Criança é achada amarrada a berço
Criança é achada amarrada a berço
Texto: Ieda Rodrigues
Uma menina de 1 ano e 7 meses foi encontrada pela polícia amarrada pela perna a seu berço, ontem à noite, numa casa na Vila Bela. Os dois irmãos maiores, de 3 e 6 anos, estavam no mesmo quarto, numa cama onde estaria uma faca. Não havia ninguém na casa e o quarto estava escuro. O caso foi registrado no Plantão Policial como abandono de incapaz.
A Polícia Militar chegou ao local após receber uma denúncia anônima dando conta de maus-tratos. A mãe das crianças, Viviane Toledo Pires Carriom, que chegou na casa após a presença dos policiais, disse que não amarrou sua filha e não soube explicar quem o teria feito. Ela afirmou que deixou as crianças sob os cuidados de sua avó, uma mulher de 70 anos.
O pai das crianças, Cássio Amorim Carriom, que é motorista de caminhão, estava trabalhando na hora dos fatos e só chegou à casa após a polícia. Ele disse que nunca suspeitou que sua filha estaria sendo amarrando. No entanto, ele admitiu que Viviane não cuida muito bem das crianças.
Viviane disse que saiu de casa, por volta das 17 horas, para levar exames ao médico e deixou as crianças aos cuidados de sua avó, bisneta das crianças. A idosa não estava na casa na hora da chegada dos policias e Viviane disse que, como não viu nada, não podia acusá-la de ter amarrado sua filha.
A sogra de Viviane, Maria Djanira Carriom, ficou desesperada ao saber, pela polícia, que sua neta estava amarrada ao berço. Ela contou que, há cerca de dois meses, vem recebendo telefonemas anônimos informando que seus netos estão sofrendo maus-tratos. O menino de 6 anos teria sido visto por vizinhos atravessando a linha férra, que fica próxima da casa, sozinho.

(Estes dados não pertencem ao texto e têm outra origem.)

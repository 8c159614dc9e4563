//! Splitting payloads into MTU sized characteristic writes and reassembling reads
//!
//! Each chunk starts with a one byte header. Bit 0 set means more chunks follow.

const MORE_FLAG: u8 = 0x01;
const HEADER_LEN: usize = 1;
const ATT_OVERHEAD: usize = 3;

/// Upper bound for a reassembled message
pub const MAX_MESSAGE_SIZE: usize = 64 * 1024;

/// Usable chunk size (header included) for a negotiated ATT MTU
pub fn chunk_size_for_mtu(mtu: usize) -> usize {
    mtu.saturating_sub(ATT_OVERHEAD).max(HEADER_LEN + 1)
}

/// Split `payload` into chunks of at most `chunk_size` bytes each
pub fn split(payload: &[u8], chunk_size: usize) -> Vec<Vec<u8>> {
    let data_len = chunk_size.saturating_sub(HEADER_LEN).max(1);

    if payload.is_empty() {
        return vec![vec![0]];
    }

    let count = payload.len().div_ceil(data_len);
    payload
        .chunks(data_len)
        .enumerate()
        .map(|(i, data)| {
            let header = if i + 1 < count { MORE_FLAG } else { 0 };
            let mut chunk = Vec::with_capacity(HEADER_LEN + data.len());
            chunk.push(header);
            chunk.extend_from_slice(data);
            chunk
        })
        .collect()
}

/// Collects chunks until the final one arrives
#[derive(Debug, Default)]
pub struct Reassembler {
    buffer: Vec<u8>,
}

impl Reassembler {
    pub fn new() -> Self {
        Self::default()
    }

    /// Feed one chunk; returns the full message once the last chunk was seen
    pub fn push(&mut self, chunk: &[u8]) -> Result<Option<Vec<u8>>, String> {
        let (&header, data) = chunk
            .split_first()
            .ok_or_else(|| "empty chunk".to_string())?;

        if self.buffer.len() + data.len() > MAX_MESSAGE_SIZE {
            return Err(format!(
                "message exceeds {} bytes",
                MAX_MESSAGE_SIZE
            ));
        }
        self.buffer.extend_from_slice(data);

        if header & MORE_FLAG == 0 {
            Ok(Some(std::mem::take(&mut self.buffer)))
        } else {
            Ok(None)
        }
    }
}

#[cfg(test)]
mod tests {
    use super::*;
    use pretty_assertions::assert_eq;

    #[test]
    fn test_small_payload_single_chunk() {
        let chunks = split(b"hello", 20);
        assert_eq!(chunks, vec![b"\x00hello".to_vec()]);
    }

    #[test]
    fn test_empty_payload() {
        let chunks = split(&[], 20);
        assert_eq!(chunks, vec![vec![0]]);

        let mut reassembler = Reassembler::new();
        assert_eq!(reassembler.push(&chunks[0]).unwrap(), Some(vec![]));
    }

    #[test]
    fn test_large_payload_split_and_reassembled() {
        let payload: Vec<u8> = (0..=255u8).cycle().take(250).collect();
        let chunks = split(&payload, 23);

        assert_eq!(chunks.len(), 12);
        assert!(chunks.iter().all(|c| c.len() <= 23));
        assert!(chunks[..11].iter().all(|c| c[0] == MORE_FLAG));
        assert_eq!(chunks[11][0], 0);

        let mut reassembler = Reassembler::new();
        let mut message = None;
        for chunk in &chunks {
            message = reassembler.push(chunk).unwrap();
        }
        assert_eq!(message, Some(payload));
    }

    #[test]
    fn test_reassembler_rejects_empty_chunk() {
        let mut reassembler = Reassembler::new();
        assert!(reassembler.push(&[]).is_err());
    }

    #[test]
    fn test_chunk_size_for_mtu() {
        assert_eq!(chunk_size_for_mtu(23), 20);
        assert_eq!(chunk_size_for_mtu(517), 514);
        assert_eq!(chunk_size_for_mtu(0), 2);
    }
}
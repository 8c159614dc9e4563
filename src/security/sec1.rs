//! Proof-of-possession session (sec1)
//!
//! 1. `Command0` carries the client's ephemeral X25519 public key.
//! 2. `Response0` returns the device public key and a 16 byte random.
//! 3. Both ends derive the session key from the shared secret, the PoP hash
//!    and the device random.
//! 4. `Command1` proves the client knows the key by sealing the device public
//!    key; `Response1` does the same the other way round.

use std::time::Duration;

use rand::rngs::OsRng;
use sha3::{Digest, Sha3_256};
use tracing::{debug, info, warn};
use x25519_dalek::{EphemeralSecret, PublicKey};

use crate::{
    core::error::{SecurityError, SecurityResult},
    protocol::{SessionRequest, SessionResponse},
    security::{Role, SecureChannel, SessionCipher, session_round_trip},
    transport::Transport,
};

const KEY_DOMAIN: &[u8] = b"wifi-provisioning/sec1/session-key";

/// Session key = SHA3-256(domain || shared || SHA3-256(pop) || device_random)
pub fn derive_session_key(shared: &[u8; 32], pop: &[u8], device_random: &[u8; 16]) -> [u8; 32] {
    let pop_hash = Sha3_256::digest(pop);

    let mut hasher = Sha3_256::new();
    hasher.update(KEY_DOMAIN);
    hasher.update(shared);
    hasher.update(pop_hash);
    hasher.update(device_random);
    hasher.finalize().into()
}

pub struct Sec1 {
    pop: Vec<u8>,
    cipher: Option<SessionCipher>,
}

impl Sec1 {
    pub fn new(pop: impl AsRef<[u8]>) -> Self {
        Self {
            pop: pop.as_ref().to_vec(),
            cipher: None,
        }
    }

    fn cipher(&mut self) -> SecurityResult<&mut SessionCipher> {
        self.cipher
            .as_mut()
            .ok_or_else(|| SecurityError::HandshakeMalformed("handshake not completed".into()))
    }
}

impl std::fmt::Debug for Sec1 {
    fn fmt(&self, f: &mut std::fmt::Formatter<'_>) -> std::fmt::Result {
        f.debug_struct("Sec1")
            .field("cipher", &self.cipher)
            .finish_non_exhaustive()
    }
}

impl SecureChannel for Sec1 {
    async fn handshake<T: Transport>(&mut self, transport: &T, timeout: Duration) -> SecurityResult<()> {
        self.cipher = None;

        let secret = EphemeralSecret::random_from_rng(OsRng);
        let client_public = PublicKey::from(&secret);

        let request = SessionRequest::Command0 {
            client_pubkey: client_public.to_bytes(),
        };
        let (device_pubkey, device_random) =
            match session_round_trip(transport, &request, timeout).await? {
                SessionResponse::Response0 {
                    status,
                    device_pubkey,
                    device_random,
                } if status.is_success() => (device_pubkey, device_random),
                SessionResponse::Response0 { status, .. } => {
                    return Err(SecurityError::HandshakeMalformed(format!(
                        "device refused key exchange: {:?}",
                        status
                    )));
                }
                other => {
                    return Err(SecurityError::HandshakeMalformed(format!(
                        "expected Response0, got {:?}",
                        other
                    )));
                }
            };
        debug!("Received device public key");

        let shared = secret.diffie_hellman(&PublicKey::from(device_pubkey));
        let key = derive_session_key(shared.as_bytes(), &self.pop, &device_random);
        let mut cipher = SessionCipher::new(&key, Role::Client);

        let request = SessionRequest::Command1 {
            client_verify: cipher.seal(&device_pubkey)?,
        };
        let device_verify = match session_round_trip(transport, &request, timeout).await? {
            SessionResponse::Response1 {
                status,
                device_verify,
            } if status.is_success() => device_verify,
            SessionResponse::Response1 { status, .. } => {
                warn!("Device rejected session verification: {:?}", status);
                return Err(SecurityError::AuthFailed);
            }
            other => {
                return Err(SecurityError::HandshakeMalformed(format!(
                    "expected Response1, got {:?}",
                    other
                )));
            }
        };

        if cipher.open(&device_verify)? != client_public.as_bytes() {
            warn!("Device verification token does not match");
            return Err(SecurityError::AuthFailed);
        }

        info!("Secure session established");
        self.cipher = Some(cipher);
        Ok(())
    }

    fn encrypt(&mut self, plaintext: &[u8]) -> SecurityResult<Vec<u8>> {
        self.cipher()?.seal(plaintext)
    }

    fn decrypt(&mut self, ciphertext: &[u8]) -> SecurityResult<Vec<u8>> {
        self.cipher()?.open(ciphertext)
    }
}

Maria Dijanira disse que, como não viu, não pode acusar Viviane de ter amarrado a criança, mas acredita que ela vem maltratando seus netos. Ela disse que o menino de 6 anos contou que foi sua mãe quem amarrou sua irmãzinha, para que ela não caísse do berço.
Como nenhuma das crianças apresentava lesões pelo corpo e estavam aparentemente saudáveis, o delegado plantonista registrou boletim de ocorrência como abandono de incapaz. O delegado pediu exames ao Instituto Médico Legal (IML) e acionou o Conselho Tutelar, que não compareceu ao local. Agora, o caso será enviado à Promotoria da Vara da Infância e Juventude para análise.